Rossini’s classic defines comic opera in the minds of many. Audiences love watching as Figaro, a barber of endless resource, helps Rosina thwart her elderly guardian’s plans to marry her, and they cheer when she ends up with the dashing young Count Almaviva instead. “Barber” has been done so frequently since its first performance in Rome in 1816 that it’s easy to just throw it on stage and let it play out.
This is exactly what conductor Dan Saunders and director John Pascoe are determined will not happen here.
For Pascoe, this means digging deeply into the characters and trying to find human characteristics and motivations. Pascoe wants to banish the age-old comic schtick that has attached itself to “Barber” in nearly 200 years of performances. He has been working hard to bring out the opera’s humor in ways that are natural and spontaneous. In most productions, Rosina’s guardian, Doctor Bartolo, is a doddering old fool who is easy to outwit. Pascoe disagrees with this view and has instead made the Doctor into a plausible if elderly rival for the disguised Count Almaviva.
Likewise, Rosina, who is often played as totally self-assured and clever, is given a vulnerability that makes her seem more sympathetic. Pascoe points out that both Rosina and Figaro are orphans, and he has developed an appealing, sibling-like relationship between them as they work to foil Bartolo’s scheme.
Pascoe, who was responsible for last season’s witty, updated production of Donizetti’s “Don Pasquale,” will not be producing a similarly updated version of the Rossini opera.
“This is one of those operas I feel has to be placed in its original period if it’s to make sense,” Pascoe says.
He feels this is necessary for Count Almaviva’s magnetism to be clear. And Pascoe feels fortunate that in Lawrence Brownlee he has a tenor who can fully command the stage as the Count both vocally and dramatically.
Conductor Dan Saunders also is determined to make this “Barber” different. The singers have been paying special attention to how they deliver their recitatives, those sometimes long stretches of musical dialogue that are accompanied by harpsichord and include much of the dramatic and comic byplay of the opera. Saunders points out that in an opera like this, a clear and pointed delivery of the words often takes care of the musical demands as well. Tempos and rhythms sort themselves out naturally if the words are given their proper weight and emphasis.
Friday night, although a soprano Rosina will be on hand (in itself a change for Virginia Opera, which has used a mezzo in its past two productions), she will be singing only Rossini’s music.

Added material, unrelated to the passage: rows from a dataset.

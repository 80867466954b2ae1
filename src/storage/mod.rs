//! Storage is organized through [json_store::JsonFileStore].
//! The basic idea is:
//!  - All the history lives in a single JSON document.
//!  - The document maps a calendar day (`YYYY-MM-DD`) to the seconds spent in every process.
//!  - Saving a day replaces that day's entry wholesale; entries are never merged.

pub mod json_store;

use std::collections::BTreeMap;

use anyhow::Result;
use async_trait::async_trait;
use chrono::NaiveDate;

use crate::utils::time::date_to_record_name;

/// Process name (for example `chrome.exe`) to accumulated seconds.
pub type AppTimeMap = BTreeMap<String, f64>;

/// Calendar day (`YYYY-MM-DD`) to the [AppTimeMap] recorded on that day.
pub type DailyLog = BTreeMap<String, AppTimeMap>;

/// Interface for abstracting storage of daily usage.
///
/// There is a single writer, the tracking engine, so the read-modify-write helpers are not
/// isolated from other writers.
#[async_trait]
pub trait UsageStore: Send + Sync {
    /// Reads the whole log. Missing or unreadable data is an empty log.
    async fn load(&self) -> DailyLog;

    /// Replaces the whole persisted log.
    async fn save(&self, log: &DailyLog) -> Result<()>;

    /// Day that `today` and `save_today` refer to.
    fn current_date(&self) -> NaiveDate;

    async fn date_entry(&self, date: &str) -> AppTimeMap {
        self.load().await.remove(date).unwrap_or_default()
    }

    async fn today(&self) -> AppTimeMap {
        self.date_entry(&date_to_record_name(self.current_date()))
            .await
    }

    async fn save_date(&self, date: NaiveDate, times: &AppTimeMap) -> Result<()> {
        let mut log = self.load().await;
        log.insert(date_to_record_name(date), times.clone());
        self.save(&log).await
    }

    async fn save_today(&self, times: &AppTimeMap) -> Result<()> {
        self.save_date(self.current_date(), times).await
    }

    /// All recorded days, newest first.
    async fn all_dates(&self) -> Vec<String> {
        self.load().await.into_keys().rev().collect()
    }
}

So will Count Almaviva, whose long and difficult concluding aria, “Cessa di piu resistere,” will be reinstated.
This is possible because Brownlee, making his first appearance with the company, can actually sing this music. In fact, he’s so good at it that he has been invited to sing the part in late May and early June at Milan’s famed La Scala opera house, a singular honor for an American, especially as Brownlee will share Almavivas in Milan with Juan Diego Florez, today’s reigning Rossini tenor.
Jane Redding calls Rosina “a steel magnolia.” The Alabama native clearly relishes portraying this character, with her mix of vulnerability and strength. “She’s a feminist in a very positive way,” she says. Redding has seen her career gather momentum in the past season and will be awarded her doctorate in musical arts from Louisiana State University in May. A lyric-coloratura soprano, Redding looks forward to singing Rosina’s sparkling and florid music, which in this version includes three stratospheric high Fs.
Baritone Grant Youngblood sees Figaro as the man who knows whatever is going on in town. He’s a mover, he likes making money and he genuinely likes Rosina and wants to help her and the Count. Vocally, the part is especially juicy, as it contains one of the best-known arias in all of Italian opera, the brilliant “Largo al factotum” with which Figaro makes his entrance.
Both Saunders and Pascoe have been impressed by their cast’s ability to come together as an ensemble in a relatively short time. Opera is sometimes like astrology — everything has to line up right in order for things to click. For this “Barber of Seville,” it appears that the operatic planets may be in their proper places. S
The Virginia Opera presents “The Barber of Seville (Il Barbiere di Siviglia)” at the Carpenter Center, 600 E. Grace St., April 26-30. Tickets cost $37.00 – $74.00, call 262-8100.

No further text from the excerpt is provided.